El PSdeG se abstiene en la investidura de José Luis García en Arzúa, pero negocia pactar
SANTIAGO
José Luis García López inició ayer su tercer mandato al frente del Concello de Arzúa, donde ya no gobernará con mayoría absoluta como en los últimos cuatro años, aunque, en principio, parece que también tiene garantizado hacerlo con estabilidad. Y no porque la representante que mantuvo el PSdeG tras las municipales, Begoña Balado, lo haya respaldado ayer, como sí hicieron los cinco ediles que además del regidor tiene el grupo independiente. Balado se abstuvo de apoyar la investidura, pero, días atrás, hizo público que la militancia arzuana del PSdeG acordó en asamblea como «mellor opción» pactar un gobierno de coalición con el equipo de José Luis García. A la espera de que se cierren las negociaciones, semeja que prosperará a tenor de la buena sintonía que manifestaron tener, en los últimos cuatro años, el grupo socialista y el de gobierno.

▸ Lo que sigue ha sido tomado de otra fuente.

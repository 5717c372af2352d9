//! SSH protocol version exchange (RFC 4253 Section 4.2).
//!
//! Every SSH connection opens with both peers sending an identification
//! line:
//!
//! ```text
//! SSH-protoversion-softwareversion SP comments CR LF
//! ```
//!
//! The piper sends its own line on both of its connections: as a server
//! toward the downstream client, and as a client toward the upstream
//! backend. Both lines also feed into the exchange-hash computation, so
//! they are kept verbatim after the exchange.
//!
//! # Example
//!
//! ```rust
//! use strait_proto::ssh::version::Version;
//!
//! let version = Version::new("strait_0.1.0", None);
//! assert_eq!(version.to_string(), "SSH-2.0-strait_0.1.0");
//!
//! let parsed = Version::parse("SSH-2.0-OpenSSH_9.6\r\n").unwrap();
//! assert_eq!(parsed.software(), "OpenSSH_9.6");
//! ```

use strait_platform::{StraitError, StraitResult};

/// Maximum length of an SSH version line (RFC 4253 Section 4.2).
pub const MAX_VERSION_LENGTH: usize = 255;

/// SSH protocol identification string.
#[derive(Debug, Clone, PartialEq, Eq)]
pub struct Version {
    /// Protocol version (e.g. "2.0")
    proto_version: String,
    /// Software version (e.g. "strait_0.1.0")
    software_version: String,
    /// Optional comments
    comments: Option<String>,
}

impl Version {
    /// Creates a new version string with protocol version "2.0".
    pub fn new(software: &str, comments: Option<&str>) -> Self {
        Self {
            proto_version: "2.0".to_string(),
            software_version: software.to_string(),
            comments: comments.map(String::from),
        }
    }

    /// Returns the default strait version string.
    ///
    /// # Example
    ///
    /// ```rust
    /// use strait_proto::ssh::version::Version;
    ///
    /// let version = Version::default_strait();
    /// assert!(version.to_string().starts_with("SSH-2.0-strait_"));
    /// ```
    pub fn default_strait() -> Self {
        Self::new(&format!("strait_{}", env!("CARGO_PKG_VERSION")), None)
    }

    /// Parses an SSH version line (with or without trailing CR LF).
    ///
    /// # Errors
    ///
    /// Returns [`StraitError::Protocol`] if the line is longer than 255
    /// bytes, contains a null byte, does not start with `SSH-`, or carries
    /// a protocol version other than "2.0"/"1.99".
    pub fn parse(line: &str) -> StraitResult<Self> {
        let line = line.trim_end_matches("\r\n").trim_end_matches('\n');

        if line.len() > MAX_VERSION_LENGTH {
            return Err(StraitError::Protocol(format!(
                "Version string too long: {} bytes (max {})",
                line.len(),
                MAX_VERSION_LENGTH
            )));
        }

        if line.contains('\0') {
            return Err(StraitError::Protocol(
                "Version string contains null byte".to_string(),
            ));
        }

        if !line.starts_with("SSH-") {
            return Err(StraitError::Protocol(format!(
                "Invalid version string: must start with 'SSH-', got '{}'",
                line
            )));
        }

        // SSH-protoversion-softwareversion[ comments]
        let parts: Vec<&str> = line.splitn(3, '-').collect();
        if parts.len() < 3 {
            return Err(StraitError::Protocol(format!(
                "Invalid version string format: '{}'",
                line
            )));
        }

        let proto_version = parts[1];
        let rest = parts[2];

        if proto_version != "2.0" && proto_version != "1.99" {
            return Err(StraitError::Protocol(format!(
                "Unsupported protocol version: '{}' (expected '2.0' or '1.99')",
                proto_version
            )));
        }

        let (software_version, comments) = if let Some(space_pos) = rest.find(' ') {
            let software = rest[..space_pos].to_string();
            let comments = rest[space_pos + 1..].trim().to_string();
            (software, Some(comments))
        } else {
            (rest.to_string(), None)
        };

        Ok(Self {
            proto_version: proto_version.to_string(),
            software_version,
            comments,
        })
    }

    /// Returns the protocol version (e.g. "2.0").
    pub fn proto_version(&self) -> &str {
        &self.proto_version
    }

    /// Returns the software version (e.g. "strait_0.1.0").
    pub fn software(&self) -> &str {
        &self.software_version
    }

    /// Returns the comments, if any.
    pub fn comments(&self) -> Option<&str> {
        self.comments.as_deref()
    }

    /// Converts to wire format (with CR LF).
    pub fn to_wire_format(&self) -> Vec<u8> {
        format!("{}\r\n", self).into_bytes()
    }
}

impl std::fmt::Display for Version {
    fn fmt(&self, f: &mut std::fmt::Formatter<'_>) -> std::fmt::Result {
        write!(f, "SSH-{}-{}", self.proto_version, self.software_version)?;
        if let Some(comments) = &self.comments {
            write!(f, " {}", comments)?;
        }
        Ok(())
    }
}

#[cfg(test)]
mod tests {
    use super::*;

    #[test]
    fn test_version_new() {
        let version = Version::new("strait_0.1.0", None);
        assert_eq!(version.proto_version(), "2.0");
        assert_eq!(version.software(), "strait_0.1.0");
        assert_eq!(version.comments(), None);
    }

    #[test]
    fn test_version_display() {
        let version = Version::new("strait_0.1.0", Some("piper"));
        assert_eq!(version.to_string(), "SSH-2.0-strait_0.1.0 piper");
    }

    #[test]
    fn test_version_parse() {
        let version = Version::parse("SSH-2.0-OpenSSH_9.6").unwrap();
        assert_eq!(version.proto_version(), "2.0");
        assert_eq!(version.software(), "OpenSSH_9.6");
        assert_eq!(version.comments(), None);
    }

    #[test]
    fn test_version_parse_with_comments() {
        let version = Version::parse("SSH-2.0-OpenSSH_9.6 Ubuntu-3ubuntu13").unwrap();
        assert_eq!(version.software(), "OpenSSH_9.6");
        assert_eq!(version.comments(), Some("Ubuntu-3ubuntu13"));
    }

    #[test]
    fn test_version_parse_with_crlf() {
        let version = Version::parse("SSH-2.0-OpenSSH_9.6\r\n").unwrap();
        assert_eq!(version.software(), "OpenSSH_9.6");
    }

    #[test]
    fn test_version_parse_invalid_prefix() {
        let result = Version::parse("INVALID-2.0-Test");
        assert!(matches!(result, Err(StraitError::Protocol(_))));
    }

    #[test]
    fn test_version_parse_unsupported_protocol() {
        let result = Version::parse("SSH-1.0-OldClient");
        match result {
            Err(StraitError::Protocol(msg)) => {
                assert!(msg.contains("Unsupported protocol version"));
            }
            _ => panic!("Expected Protocol error"),
        }
    }

    #[test]
    fn test_version_parse_too_long() {
        let long_string = format!("SSH-2.0-{}", "A".repeat(300));
        assert!(Version::parse(&long_string).is_err());
    }

    #[test]
    fn test_version_parse_null_byte() {
        assert!(Version::parse("SSH-2.0-Test\0Bad").is_err());
    }

    #[test]
    fn test_version_wire_format() {
        let version = Version::new("strait_0.1.0", None);
        assert_eq!(version.to_wire_format(), b"SSH-2.0-strait_0.1.0\r\n");
    }

    #[test]
    fn test_version_round_trip() {
        let original = Version::new("strait_0.1.0", Some("test"));
        let parsed = Version::parse(&original.to_string()).unwrap();
        assert_eq!(parsed.software(), original.software());
        assert_eq!(parsed.comments(), original.comments());
    }
}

La constitución de la corporación de Arzúa también deja caras nuevas para este mandato como la de Rafael Ribadulla, que liderará junto con dos ediles más del PP la oposición, la de Emilio García, que sustituye como representante de Compromiso por Galicia al exalcalde Xaquín García al renunciar este al acta, y las de Xoán Xesús Carril y Lucía López, con los que el BNG recuperó la representación.